Artificially generated data are generally not suitable for this experiment. In a statistical set same samples can be
repeated, and usually all possible combinations of values do not occur in the set (some can be quite unusual, or even
physically unrealizable). A set of all possible combinations of attribute values, one sample of each, is in practice
never a statistic.
Note some data sets on automobiles - it is almost impossible to perform a correct analysis on such set. There is
something in human thinking about cars, which are not subjected to machine learning. Besides, most of such sets
found in the Internet are not statistics.
Please also do not use the most common data sets: irises, or fungi. The latter is a good collection of statistical
data, however, due to the popularity and descriptions in many studies, it is difficult to perform a truly independent
exercise with it.
Some sets of statistical data are so good that ... they are too good. They have been optimized for classification.
For example, they comprise already filtered attributes, of which none can be removed without lowering the quality
of classification. Sometimes optimized discretization of attribute values has been performed resulting in the
attribute(s) converted into discrete. Such a set can be identified by the fact that any operations on attributes
only worsen the classification. The execution of a valuable, informative exercise on such a set is impossible.

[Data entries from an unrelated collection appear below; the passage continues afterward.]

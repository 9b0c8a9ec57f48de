use std::io::{BufRead, BufReader};
use std::process::{Command, Stdio};
use std::sync::atomic::{AtomicBool, Ordering};
use std::sync::{Arc, OnceLock};
use std::thread;
use std::time::{Duration, Instant};

use regex::Regex;

use crossbeam_channel::RecvTimeoutError;

use crate::{EngineError, Result};

const POLL_INTERVAL_MS: u64 = 200;

// ffmpeg reports progress on stderr, yt-dlp progress templates on stdout.
#[derive(Debug, Clone)]
pub enum StreamLine {
    Stdout(String),
    Stderr(String),
}

impl StreamLine {
    pub fn text(&self) -> &str {
        match self {
            StreamLine::Stdout(s) | StreamLine::Stderr(s) => s,
        }
    }
}

pub struct ProcessRunner {
    cancel: Arc<AtomicBool>,
    timeout: Option<Duration>,
}

impl ProcessRunner {
    pub fn new(cancel: Arc<AtomicBool>) -> Self {
        Self {
            cancel,
            timeout: None,
        }
    }

    // Shares the cancel flag; additionally kills the child once `timeout`
    // elapses.
    pub fn with_timeout(&self, timeout: Duration) -> ProcessRunner {
        ProcessRunner {
            cancel: Arc::clone(&self.cancel),
            timeout: Some(timeout),
        }
    }

    pub fn is_canceled(&self) -> bool {
        self.cancel.load(Ordering::Relaxed)
    }

    pub fn run_streaming(
        &self,
        tool: &str,
        command: &mut Command,
        mut on_line: impl FnMut(&StreamLine),
    ) -> Result<()> {
        command.stdin(Stdio::null());
        command.stdout(Stdio::piped());
        command.stderr(Stdio::piped());

        let mut child = command.spawn().map_err(|e| match e.kind() {
            std::io::ErrorKind::NotFound => EngineError::ExternalToolMissing {
                tool: tool.to_string(),
            },
            _ => EngineError::Io(e),
        })?;

        let (tx, rx) = crossbeam_channel::unbounded::<StreamLine>();
        if let Some(stdout) = child.stdout.take() {
            let tx = tx.clone();
            thread::spawn(move || {
                for line in BufReader::new(stdout).lines().map_while(|l| l.ok()) {
                    if tx.send(StreamLine::Stdout(line)).is_err() {
                        break;
                    }
                }
            });
        }
        if let Some(stderr) = child.stderr.take() {
            thread::spawn(move || {
                for line in BufReader::new(stderr).lines().map_while(|l| l.ok()) {
                    if tx.send(StreamLine::Stderr(line)).is_err() {
                        break;
                    }
                }
            });
        } else {
            drop(tx);
        }

        let started = Instant::now();
        let mut stderr_lines: Vec<String> = Vec::new();
        loop {
            if self.is_canceled() {
                kill_child_process_tree(&mut child);
                return Err(EngineError::Canceled);
            }
            if let Some(timeout) = self.timeout {
                if started.elapsed() >= timeout {
                    kill_child_process_tree(&mut child);
                    return Err(EngineError::ExternalToolFailed {
                        tool: tool.to_string(),
                        code: None,
                        stderr: format!("timed out after {}s", timeout.as_secs()),
                    });
                }
            }
            match rx.recv_timeout(Duration::from_millis(POLL_INTERVAL_MS)) {
                Ok(line) => {
                    if let StreamLine::Stderr(text) = &line {
                        stderr_lines.push(text.clone());
                    }
                    on_line(&line);
                }
                Err(RecvTimeoutError::Timeout) => {}
                // Both pipes hit EOF, so the child is done or about to be.
                Err(RecvTimeoutError::Disconnected) => break,
            }
        }

        let status = child.wait()?;
        if self.is_canceled() {
            return Err(EngineError::Canceled);
        }
        if !status.success() {
            return Err(EngineError::ExternalToolFailed {
                tool: tool.to_string(),
                code: status.code(),
                stderr: stderr_lines.join("\n"),
            });
        }
        Ok(())
    }

    // Turns `frame=` stderr lines into percent callbacks. Progress never
    // moves backwards even when ffmpeg restarts its counter between passes.
    pub fn run_with_frame_progress(
        &self,
        tool: &str,
        command: &mut Command,
        total_frames: u64,
        mut on_percent: impl FnMut(u8),
    ) -> Result<()> {
        let total = total_frames.max(1);
        let mut last_percent = 0u8;
        self.run_streaming(tool, command, |line| {
            if let StreamLine::Stderr(text) = line {
                if let Some(frame) = parse_frame_number(text) {
                    let percent = frame_percent(frame, total);
                    if percent > last_percent {
                        last_percent = percent;
                        on_percent(percent);
                    }
                }
            }
        })
    }
}

// `frame=  245 fps= 52 q=28.0 size=...` -> 245
pub fn parse_frame_number(line: &str) -> Option<u64> {
    static FRAME_MARKER: OnceLock<Regex> = OnceLock::new();
    let re = FRAME_MARKER.get_or_init(|| Regex::new(r"frame=\s*(\d+)").unwrap());
    re.captures(line)?[1].parse().ok()
}

pub fn frame_percent(frame: u64, total_frames: u64) -> u8 {
    let total = total_frames.max(1);
    (frame.saturating_mul(100) / total).min(100) as u8
}

// Windows needs taskkill because `Child::kill` leaves grandchildren (ffmpeg
// spawned by yt-dlp) running.
pub fn kill_child_process_tree(child: &mut std::process::Child) {
    #[cfg(windows)]
    {
        let pid = child.id().to_string();
        let _ = crate::cmd::command("taskkill")
            .args(["/PID", &pid, "/T", "/F"])
            .status();
    }

    let _ = child.kill();
    let _ = child.wait();
}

Sometimes the original, non-optimized version of such a set can be found, and such would be fit for the exercise.
Note 1:
Rough quantitative requirements: minimum 5 attributes and a minimum of 500 samples of data. Although a comfortable
minimum should be closer to 1,000 samples and up from 10,000 samples interesting work begins. The number of samples
needed for meaningful analysis depends on the number of attributes and their value sets. 200 samples may be a lot of
data with five binary attributes, but for the five attributes each with 5 possible values 2000 samples is too little
to achieve any learning.
Note 2:
If the data is numeric, especially floating point, a discretization is necessary, which is dividing them into ranges
of values. This discretization can be done manually before the start of the analysis, if you know how to do it
properly. Some machine learning algorithms automatically find significant range boundaries for a set. An analysis
of the efficiency of discretization is also an important part of data mining, and programs have a number of methods
for that purpose.
Note 3:
In real dataset there may be samples with missing attribute values. Samples may also be contradictory, i.e., the
same combinations of attribute values with different classes. Neither case precludes the analysis os such a set,
although the effectiveness of learning will be reduced. Programs for data analysis usually deal with missing values,
whereas the contradictory samples can be detected using a separate program, and dealt with properly, e.g. removed
from the set at least for the preliminary analysis.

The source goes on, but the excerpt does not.